Input records
-------
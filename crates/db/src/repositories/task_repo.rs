//! Repository for the `tasks` table.
//!
//! Every write that reads or assigns a position runs inside a transaction
//! that first locks the owner's `users` row, so two concurrent moves for the
//! same owner never compute a midpoint from stale anchors.

use sqlx::{PgPool, Postgres, Transaction};
use tasflou_core::error::CoreError;
use tasflou_core::notification::{NotificationStatus, NotificationType};
use tasflou_core::positioning::{self, MovePlan, Slot};
use tasflou_core::task::TaskStatus;
use tasflou_core::types::{DbId, Timestamp};

use crate::models::task::{CreateTask, MoveTask, Task, UpdateTask};

/// Column list shared across queries to avoid repetition.
const COLUMNS: &str = "\
    id, user_id, title, description, status, due_date, position, \
    status_changed_at, created_at, updated_at, deleted_at";

/// Errors from task writes that can fail for domain reasons.
#[derive(Debug, thiserror::Error)]
pub enum TaskRepoError {
    #[error(transparent)]
    Core(#[from] CoreError),

    #[error(transparent)]
    Database(#[from] sqlx::Error),
}

/// Provides CRUD, ordering, and trigger queries for tasks.
pub struct TaskRepo;

impl TaskRepo {
    // -----------------------------------------------------------------------
    // CRUD
    // -----------------------------------------------------------------------

    /// Insert a task on top of the owner's list.
    pub async fn create(pool: &PgPool, user_id: DbId, input: &CreateTask) -> Result<Task, sqlx::Error> {
        let mut tx = pool.begin().await?;
        Self::lock_owner(&mut tx, user_id).await?;

        let max: Option<i64> = sqlx::query_scalar(
            "SELECT MAX(position) FROM tasks WHERE user_id = $1 AND deleted_at IS NULL",
        )
        .bind(user_id)
        .fetch_one(&mut *tx)
        .await?;
        let position = match positioning::position_for_new(max) {
            Some(position) => position,
            None => {
                let existing = Self::active_slots(&mut tx, user_id, None).await?;
                let (target, positions) = positioning::regap_for_new(&existing);
                tracing::info!(
                    user_id,
                    tasks = positions.len(),
                    "No room above the top task, renumbering task list",
                );
                Self::apply_positions(&mut tx, &positions).await?;
                target
            }
        };

        let query = format!(
            "INSERT INTO tasks (user_id, title, description, due_date, position) \
             VALUES ($1, $2, $3, $4, $5) \
             RETURNING {COLUMNS}"
        );
        let task = sqlx::query_as::<_, Task>(&query)
            .bind(user_id)
            .bind(&input.title)
            .bind(&input.description)
            .bind(input.due_date)
            .bind(position)
            .fetch_one(&mut *tx)
            .await?;

        tx.commit().await?;
        Ok(task)
    }

    /// Find an active task owned by `user_id`.
    pub async fn find_for_owner(
        pool: &PgPool,
        id: DbId,
        user_id: DbId,
    ) -> Result<Option<Task>, sqlx::Error> {
        let query = format!(
            "SELECT {COLUMNS} FROM tasks \
             WHERE id = $1 AND user_id = $2 AND deleted_at IS NULL"
        );
        sqlx::query_as::<_, Task>(&query)
            .bind(id)
            .bind(user_id)
            .fetch_optional(pool)
            .await
    }

    /// Find an active task regardless of owner. Soft-deleted rows are `None`.
    pub async fn find_active_by_id(pool: &PgPool, id: DbId) -> Result<Option<Task>, sqlx::Error> {
        let query = format!("SELECT {COLUMNS} FROM tasks WHERE id = $1 AND deleted_at IS NULL");
        sqlx::query_as::<_, Task>(&query)
            .bind(id)
            .fetch_optional(pool)
            .await
    }

    /// The owner's active tasks in display order (highest position first).
    pub async fn list_for_owner(
        pool: &PgPool,
        user_id: DbId,
        status: Option<TaskStatus>,
    ) -> Result<Vec<Task>, sqlx::Error> {
        let query = format!(
            "SELECT {COLUMNS} FROM tasks \
             WHERE user_id = $1 AND deleted_at IS NULL \
               AND ($2::TEXT IS NULL OR status = $2) \
             ORDER BY position DESC, id DESC"
        );
        sqlx::query_as::<_, Task>(&query)
            .bind(user_id)
            .bind(status.map(TaskStatus::as_str))
            .fetch_all(pool)
            .await
    }

    /// Apply a partial update.
    ///
    /// `status_changed_at` moves only when the status actually changes. An
    /// explicit position that is already held by another active task of the
    /// owner is rejected with [`CoreError::Conflict`].
    pub async fn update(
        pool: &PgPool,
        id: DbId,
        user_id: DbId,
        input: &UpdateTask,
    ) -> Result<Task, TaskRepoError> {
        let mut tx = pool.begin().await?;
        Self::lock_owner(&mut tx, user_id).await?;

        let current = Self::find_for_update(&mut tx, id, user_id)
            .await?
            .ok_or(CoreError::NotFound { entity: "Task", id })?;

        if let Some(position) = input.position.filter(|p| *p != current.position) {
            let taken: bool = sqlx::query_scalar(
                "SELECT EXISTS ( \
                    SELECT 1 FROM tasks \
                    WHERE user_id = $1 AND deleted_at IS NULL AND id <> $2 AND position = $3 \
                 )",
            )
            .bind(user_id)
            .bind(id)
            .bind(position)
            .fetch_one(&mut *tx)
            .await?;
            if taken {
                return Err(CoreError::Conflict(format!(
                    "Position {position} is already used by another task"
                ))
                .into());
            }
        }

        let query = format!(
            "UPDATE tasks SET \
                title = COALESCE($2, title), \
                description = COALESCE($3, description), \
                status_changed_at = CASE \
                    WHEN $4::TEXT IS NOT NULL AND $4 <> status THEN NOW() \
                    ELSE status_changed_at END, \
                status = COALESCE($4, status), \
                due_date = COALESCE($5, due_date), \
                position = COALESCE($6, position), \
                updated_at = NOW() \
             WHERE id = $1 \
             RETURNING {COLUMNS}"
        );
        let task = sqlx::query_as::<_, Task>(&query)
            .bind(id)
            .bind(&input.title)
            .bind(&input.description)
            .bind(input.status.map(TaskStatus::as_str))
            .bind(input.due_date)
            .bind(input.position)
            .fetch_one(&mut *tx)
            .await?;

        tx.commit().await?;
        Ok(task)
    }

    /// Move a task between two visual neighbours.
    ///
    /// Anchors must be active tasks of the same owner. When no integer is
    /// free between the anchors the owner's whole list is renumbered with
    /// uniform gaps inside the same transaction.
    pub async fn move_task(
        pool: &PgPool,
        id: DbId,
        user_id: DbId,
        input: &MoveTask,
    ) -> Result<Task, TaskRepoError> {
        let mut tx = pool.begin().await?;
        Self::lock_owner(&mut tx, user_id).await?;

        let task = Self::find_for_update(&mut tx, id, user_id)
            .await?
            .ok_or(CoreError::NotFound { entity: "Task", id })?;

        let siblings = Self::active_slots(&mut tx, user_id, Some(id)).await?;

        let plan = positioning::plan_move(id, &siblings, input.above_id, input.below_id)?;
        let position = match plan {
            MovePlan::Unchanged => {
                tx.commit().await?;
                return Ok(task);
            }
            MovePlan::Place(position) => position,
            MovePlan::Renumber { target, positions } => {
                tracing::info!(
                    user_id,
                    task_id = id,
                    tasks = positions.len(),
                    "No room between anchors, renumbering task list",
                );
                Self::apply_positions(&mut tx, &positions).await?;
                target
            }
        };

        let query = format!(
            "UPDATE tasks SET position = $2, updated_at = NOW() \
             WHERE id = $1 \
             RETURNING {COLUMNS}"
        );
        let task = sqlx::query_as::<_, Task>(&query)
            .bind(id)
            .bind(position)
            .fetch_one(&mut *tx)
            .await?;

        tx.commit().await?;
        Ok(task)
    }

    /// Soft-delete a task. Returns `false` if it was absent, foreign, or
    /// already deleted.
    pub async fn soft_delete(pool: &PgPool, id: DbId, user_id: DbId) -> Result<bool, sqlx::Error> {
        let result = sqlx::query(
            "UPDATE tasks SET deleted_at = NOW(), updated_at = NOW() \
             WHERE id = $1 AND user_id = $2 AND deleted_at IS NULL",
        )
        .bind(id)
        .bind(user_id)
        .execute(pool)
        .await?;
        Ok(result.rows_affected() > 0)
    }

    // -----------------------------------------------------------------------
    // Notification triggers
    // -----------------------------------------------------------------------

    /// Active, unfinished tasks due in `(after, until]` without a pending
    /// due-date notification.
    pub async fn due_between(
        pool: &PgPool,
        after: Timestamp,
        until: Timestamp,
    ) -> Result<Vec<Task>, sqlx::Error> {
        let query = format!(
            "SELECT {COLUMNS} FROM tasks t \
             WHERE t.deleted_at IS NULL \
               AND t.status <> $3 \
               AND t.due_date > $1 AND t.due_date <= $2 \
               AND NOT EXISTS ( \
                   SELECT 1 FROM notifications n \
                   WHERE n.task_id = t.id AND n.type = $4 AND n.status = $5 \
               ) \
             ORDER BY t.due_date, t.id"
        );
        sqlx::query_as::<_, Task>(&query)
            .bind(after)
            .bind(until)
            .bind(TaskStatus::Done.as_str())
            .bind(NotificationType::DueDateApproaching.as_str())
            .bind(NotificationStatus::Pending.as_str())
            .fetch_all(pool)
            .await
    }

    /// Active TODO tasks whose status has not changed since before
    /// `changed_before`, without a pending stale-task notification.
    pub async fn stale(pool: &PgPool, changed_before: Timestamp) -> Result<Vec<Task>, sqlx::Error> {
        let query = format!(
            "SELECT {COLUMNS} FROM tasks t \
             WHERE t.deleted_at IS NULL \
               AND t.status = $2 \
               AND t.status_changed_at < $1 \
               AND NOT EXISTS ( \
                   SELECT 1 FROM notifications n \
                   WHERE n.task_id = t.id AND n.type = $3 AND n.status = $4 \
               ) \
             ORDER BY t.status_changed_at, t.id"
        );
        sqlx::query_as::<_, Task>(&query)
            .bind(changed_before)
            .bind(TaskStatus::Todo.as_str())
            .bind(NotificationType::StaleTask.as_str())
            .bind(NotificationStatus::Pending.as_str())
            .fetch_all(pool)
            .await
    }

    // -----------------------------------------------------------------------
    // Internals
    // -----------------------------------------------------------------------

    /// Serialize position-affecting writes for one owner.
    async fn lock_owner(tx: &mut Transaction<'_, Postgres>, user_id: DbId) -> Result<(), sqlx::Error> {
        sqlx::query("SELECT id FROM users WHERE id = $1 FOR NO KEY UPDATE")
            .bind(user_id)
            .fetch_optional(&mut **tx)
            .await?;
        Ok(())
    }

    /// The owner's active tasks as position slots, optionally excluding one.
    async fn active_slots(
        tx: &mut Transaction<'_, Postgres>,
        user_id: DbId,
        exclude: Option<DbId>,
    ) -> Result<Vec<Slot>, sqlx::Error> {
        let rows: Vec<(DbId, i64)> = sqlx::query_as(
            "SELECT id, position FROM tasks \
             WHERE user_id = $1 AND deleted_at IS NULL \
               AND ($2::BIGINT IS NULL OR id <> $2)",
        )
        .bind(user_id)
        .bind(exclude)
        .fetch_all(&mut **tx)
        .await?;
        Ok(rows
            .into_iter()
            .map(|(id, position)| Slot { id, position })
            .collect())
    }

    /// Write a renumbering plan in one statement.
    async fn apply_positions(
        tx: &mut Transaction<'_, Postgres>,
        positions: &[Slot],
    ) -> Result<(), sqlx::Error> {
        let (ids, values): (Vec<DbId>, Vec<i64>) =
            positions.iter().map(|s| (s.id, s.position)).unzip();
        sqlx::query(
            "UPDATE tasks t SET position = v.position \
             FROM UNNEST($1::BIGINT[], $2::BIGINT[]) AS v(id, position) \
             WHERE t.id = v.id",
        )
        .bind(&ids)
        .bind(&values)
        .execute(&mut **tx)
        .await?;
        Ok(())
    }

    async fn find_for_update(
        tx: &mut Transaction<'_, Postgres>,
        id: DbId,
        user_id: DbId,
    ) -> Result<Option<Task>, sqlx::Error> {
        let query = format!(
            "SELECT {COLUMNS} FROM tasks \
             WHERE id = $1 AND user_id = $2 AND deleted_at IS NULL \
             FOR UPDATE"
        );
        sqlx::query_as::<_, Task>(&query)
            .bind(id)
            .bind(user_id)
            .fetch_optional(&mut **tx)
            .await
    }
}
-------
Task brief
In the material above, please count the lines that hold the word "room" and answer with only that number.

Exercise answer
2